§ **Exercise requirements**
Show each line from the listing that includes the word "derive".

-------------------------

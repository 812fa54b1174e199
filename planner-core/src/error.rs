//! Error types for the planner.

use thiserror::Error;

/// Errors that can occur in planner operations.
#[derive(Error, Debug)]
pub enum PlannerError {
    #[error("Configuration error: {0}")]
    Config(String),

    #[error("Invalid palette: {0}")]
    InvalidPalette(String),

    #[error("Could not parse search results: {0}")]
    ResultsParse(String),

    #[error("Section not found: {0}")]
    SectionNotFound(String),

    #[error("IO error: {0}")]
    Io(#[from] std::io::Error),
}

/// Result type alias for planner operations.
pub type PlannerResult<T> = Result<T, PlannerError>;
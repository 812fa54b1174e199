//! Global planner configuration.

use std::path::{Path, PathBuf};

use config::{Config, File};
use serde::{Deserialize, Serialize};
use tracing::debug;

use crate::constants::{DEFAULT_OVERFLOW_COLOR, DEFAULT_PALETTE, DEFAULT_RESULTS_FILE};
use crate::error::{PlannerError, PlannerResult};
use crate::palette::Palette;

fn default_palette() -> Vec<String> {
    DEFAULT_PALETTE.iter().map(|c| c.to_string()).collect()
}

fn default_color() -> String {
    DEFAULT_OVERFLOW_COLOR.to_string()
}

fn default_results_file() -> PathBuf {
    PathBuf::from(DEFAULT_RESULTS_FILE)
}

/// Global configuration at ~/.config/planner/config.toml
#[derive(Debug, Serialize, Deserialize, Clone)]
pub struct PlannerConfig {
    #[serde(default = "default_palette")]
    pub palette: Vec<String>,

    #[serde(default = "default_color")]
    pub default_color: String,

    #[serde(default = "default_results_file")]
    pub results_file: PathBuf,
}

impl Default for PlannerConfig {
    fn default() -> Self {
        PlannerConfig {
            palette: default_palette(),
            default_color: default_color(),
            results_file: default_results_file(),
        }
    }
}

impl PlannerConfig {
    pub fn config_path() -> PlannerResult<PathBuf> {
        let config_dir = dirs::config_dir()
            .ok_or_else(|| PlannerError::Config("Could not determine config directory".into()))?
            .join("planner");

        Ok(config_dir.join("config.toml"))
    }

    /// Load ~/.config/planner/config.toml, writing a commented default
    /// file first if there is none.
    pub fn load() -> PlannerResult<Self> {
        let config_path = Self::config_path()?;

        if !config_path.exists() {
            Self::create_default_config(&config_path)?;
        }

        Self::load_from(&config_path)
    }

    /// Load from a specific file. A missing file yields the defaults.
    pub fn load_from(path: &Path) -> PlannerResult<Self> {
        debug!(path = %path.display(), "loading config");

        Config::builder()
            .add_source(File::from(path).required(false))
            .build()
            .map_err(|e| PlannerError::Config(e.to_string()))?
            .try_deserialize()
            .map_err(|e| PlannerError::Config(e.to_string()))
    }

    /// The configured palette, validated.
    pub fn palette(&self) -> PlannerResult<Palette> {
        Palette::new(self.palette.clone(), self.default_color.clone())
    }

    /// Results file with `~` expanded.
    pub fn results_path(&self) -> PathBuf {
        let full_path_str = shellexpand::tilde(&self.results_file.to_string_lossy()).into_owned();

        PathBuf::from(full_path_str)
    }

    /// Save the current config to `path`.
    pub fn save(&self, path: &Path) -> PlannerResult<()> {
        let content =
            toml::to_string_pretty(self).map_err(|e| PlannerError::Config(e.to_string()))?;

        std::fs::write(path, content)
            .map_err(|e| PlannerError::Config(format!("Could not write config file: {e}")))?;

        Ok(())
    }

    /// Create a default config file with all options commented out.
    pub fn create_default_config(path: &Path) -> PlannerResult<()> {
        let palette = DEFAULT_PALETTE
            .iter()
            .map(|c| format!("\"{c}\""))
            .collect::<Vec<_>>()
            .join(", ");

        let contents = format!(
            "\
# planner configuration

# Colors given to selected sections, in order:
# palette = [{palette}]

# Color shared by sections selected once the palette runs out:
# default_color = \"{DEFAULT_OVERFLOW_COLOR}\"

# Search results to plan from:
# results_file = \"{DEFAULT_RESULTS_FILE}\"
"
        );

        if let Some(parent) = path.parent() {
            std::fs::create_dir_all(parent).map_err(|e| {
                PlannerError::Config(format!("Could not create config directory: {e}"))
            })?;
        }

        std::fs::write(path, contents)
            .map_err(|e| PlannerError::Config(format!("Could not write config file: {e}")))?;

        Ok(())
    }
}
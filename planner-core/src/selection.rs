//! The selected-sections registry.
//!
//! Each selected section gets a display color from a [`Palette`]. Palette
//! colors are reserved by one section at a time and released on removal;
//! once every palette color is taken, further sections share the palette's
//! overflow color.

use std::collections::HashMap;

use tracing::debug;

use crate::catalog::Identified;
use crate::palette::Palette;

/// A selected section and the color it was assigned.
#[derive(Debug, Clone, PartialEq)]
pub struct SelectionEntry<T> {
    id: String,
    color: String,
    payload: T,
}

impl<T> SelectionEntry<T> {
    pub fn id(&self) -> &str {
        &self.id
    }

    pub fn color(&self) -> &str {
        &self.color
    }

    pub fn payload(&self) -> &T {
        &self.payload
    }

    pub fn into_payload(self) -> T {
        self.payload
    }
}

/// Outcome of [`SelectionRegistry::toggle`].
#[derive(Debug, Clone, PartialEq, Eq)]
pub enum Toggled {
    /// The section was added with this color
    Added(String),
    /// The section was removed and this color released
    Removed(String),
}

/// Sections the user has selected, keyed by their unique id.
///
/// Adding an id that is already present is a no-op that returns the
/// existing entry. Removing an unknown id is also a no-op.
#[derive(Debug, Clone)]
pub struct SelectionRegistry<T> {
    palette: Palette,
    entries: HashMap<String, SelectionEntry<T>>,
    /// Insertion order of `entries`, for stable display
    order: Vec<String>,
    /// One color per entry. Only the overflow color can repeat.
    in_use: Vec<String>,
}

impl<T: Identified> SelectionRegistry<T> {
    pub fn new(palette: Palette) -> Self {
        SelectionRegistry {
            palette,
            entries: HashMap::new(),
            order: Vec::new(),
            in_use: Vec::new(),
        }
    }

    pub fn palette(&self) -> &Palette {
        &self.palette
    }

    /// Select a section, assigning it the first free palette color.
    pub fn add(&mut self, payload: T) -> &SelectionEntry<T> {
        let id = payload.id().to_string();

        if self.entries.contains_key(&id) {
            debug!(id = %id, "section already selected");
            return &self.entries[&id];
        }

        let color = self.palette.next_free(&self.in_use).to_string();
        debug!(id = %id, color = %color, "selected section");

        self.in_use.push(color.clone());
        self.order.push(id.clone());
        self.entries.entry(id.clone()).or_insert(SelectionEntry {
            id,
            color,
            payload,
        })
    }

    /// Deselect a section, releasing one reservation of its color.
    pub fn remove(&mut self, id: &str) -> Option<SelectionEntry<T>> {
        let Some(entry) = self.entries.remove(id) else {
            debug!(id = %id, "section not selected, nothing to remove");
            return None;
        };

        if let Some(pos) = self.in_use.iter().position(|c| *c == entry.color) {
            self.in_use.remove(pos);
        }
        self.order.retain(|o| o != id);

        debug!(id = %id, color = %entry.color, "deselected section");
        Some(entry)
    }

    /// Add the section if absent, remove it if present.
    pub fn toggle(&mut self, payload: T) -> Toggled {
        match self.remove(payload.id()) {
            Some(entry) => Toggled::Removed(entry.color),
            None => Toggled::Added(self.add(payload).color.clone()),
        }
    }

    pub fn get(&self, id: &str) -> Option<&SelectionEntry<T>> {
        self.entries.get(id)
    }

    pub fn contains(&self, id: &str) -> bool {
        self.entries.contains_key(id)
    }

    pub fn len(&self) -> usize {
        self.entries.len()
    }

    pub fn is_empty(&self) -> bool {
        self.entries.is_empty()
    }

    /// Selected entries in the order they were added.
    pub fn entries(&self) -> impl Iterator<Item = &SelectionEntry<T>> {
        self.order.iter().filter_map(|id| self.entries.get(id))
    }

    /// Colors currently reserved, in assignment order.
    pub fn colors_in_use(&self) -> &[String] {
        &self.in_use
    }

    /// Palette colors not reserved by any entry.
    pub fn available_colors(&self) -> Vec<&str> {
        self.palette
            .colors()
            .iter()
            .filter(|c| !self.in_use.contains(*c))
            .map(String::as_str)
            .collect()
    }
}
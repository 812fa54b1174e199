/// Colors handed out to selected sections, in assignment order.
pub const DEFAULT_PALETTE: [&str; 8] = [
    "#f87171", "#fb923c", "#facc15", "#4ade80", "#2dd4bf", "#60a5fa", "#a78bfa", "#f472b6",
];

/// Color shared by every section selected after the palette runs out.
pub const DEFAULT_OVERFLOW_COLOR: &str = "#9ca3af";

/// Results file used when neither the CLI nor the config names one.
pub const DEFAULT_RESULTS_FILE: &str = "~/planner/results.json";
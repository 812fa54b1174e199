mod commands;
mod render;

use std::path::{Path, PathBuf};

use anyhow::{Context, Result};
use clap::{Parser, Subcommand};
use planner_core::catalog::SearchResults;
use planner_core::config::PlannerConfig;
use tracing::debug;
use tracing_subscriber::EnvFilter;

/// Environment variable holding the log filter, e.g. `PLANNER_LOG=debug`
const LOG_ENV: &str = "PLANNER_LOG";

#[derive(Parser)]
#[command(name = "planner")]
#[command(about = "Browse course sections and build a weekly class schedule")]
struct Cli {
    #[command(subcommand)]
    command: Commands,
}

#[derive(Subcommand)]
enum Commands {
    /// Format raw meeting times (HHMM or HH:MM:SS) as 12-hour clock times
    Time {
        #[arg(required = true)]
        raw: Vec<String>,
    },
    /// List the sections in a search results file
    Results {
        /// Search results JSON (defaults to results_file from the config)
        #[arg(short, long)]
        file: Option<PathBuf>,
    },
    /// Select sections and show the resulting weekly schedule
    Plan {
        /// Search results JSON (defaults to results_file from the config)
        #[arg(short, long)]
        file: Option<PathBuf>,

        /// CRN to add, or to remove if already selected. Applied in order.
        #[arg(short, long = "toggle", value_name = "CRN")]
        toggles: Vec<String>,
    },
    /// Show the config file location and the color palette
    Config,
}

fn main() -> Result<()> {
    init_tracing();

    let cli = Cli::parse();

    match cli.command {
        Commands::Time { raw } => commands::time::run(&raw),
        Commands::Results { file } => {
            let path = results_path(file, || Ok(PlannerConfig::load()?))?;
            let results = load_results(&path)?;
            commands::results::run(&results)
        }
        Commands::Plan { file, toggles } => {
            let config = PlannerConfig::load()?;
            let palette = config.palette().context("Invalid palette in config")?;
            let path = results_path(file, || Ok(config.clone()))?;
            let results = load_results(&path)?;
            commands::plan::run(&results, palette, &toggles)
        }
        Commands::Config => commands::config::run(),
    }
}

fn init_tracing() {
    let filter = EnvFilter::try_from_env(LOG_ENV).unwrap_or_else(|_| EnvFilter::new("warn"));

    let _ = tracing_subscriber::fmt()
        .with_env_filter(filter)
        .with_writer(std::io::stderr)
        .with_target(false)
        .try_init();
}

/// The results file from the command line, or from the config. The config
/// is only loaded when no file was given.
fn results_path(
    file: Option<PathBuf>,
    load_config: impl FnOnce() -> Result<PlannerConfig>,
) -> Result<PathBuf> {
    match file {
        Some(path) => Ok(path),
        None => Ok(load_config()?.results_path()),
    }
}

fn load_results(path: &Path) -> Result<SearchResults> {
    let results = SearchResults::load(path)
        .with_context(|| format!("Could not load search results from {}", path.display()))?;
    debug!(path = %path.display(), sections = results.len(), "loaded search results");

    Ok(results)
}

-------------------------

§ **Solved problem**
#[derive(Error, Debug)]
#[derive(Debug, Serialize, Deserialize, Clone)]
#[derive(Debug, Clone, PartialEq)]
#[derive(Debug, Clone, PartialEq, Eq)]
#[derive(Debug, Clone)]
#[derive(Parser)]
#[derive(Subcommand)]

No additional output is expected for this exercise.